Saved entries
---
//! Display helpers

/// Render a price stored in minor units, e.g. `1250` -> `"12.50"`
pub fn format_price(minor: i64) -> String {
    let sign = if minor < 0 { "-" } else { "" };
    let abs = minor.unsigned_abs();
    format!("{}{}.{:02}", sign, abs / 100, abs % 100)
}

pub fn item_count_label(count: usize) -> String {
    match count {
        1 => "1 item".to_string(),
        n => format!("{} items", n),
    }
}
---
§ **BRIEF**
Reproduce each line, exactly as it appears, from the one that contains "Render a price" through the last line of the records. Add no other lines.

§ **ANSWER TO THIS TASK**
/// Render a price stored in minor units, e.g. `1250` -> `"12.50"`
pub fn format_price(minor: i64) -> String {
    let sign = if minor < 0 { "-" } else { "" };
    let abs = minor.unsigned_abs();
    format!("{}{}.{:02}", sign, abs / 100, abs % 100)
}

pub fn item_count_label(count: usize) -> String {
    match count {
        1 => "1 item".to_string(),
        n => format!("{} items", n),
    }
}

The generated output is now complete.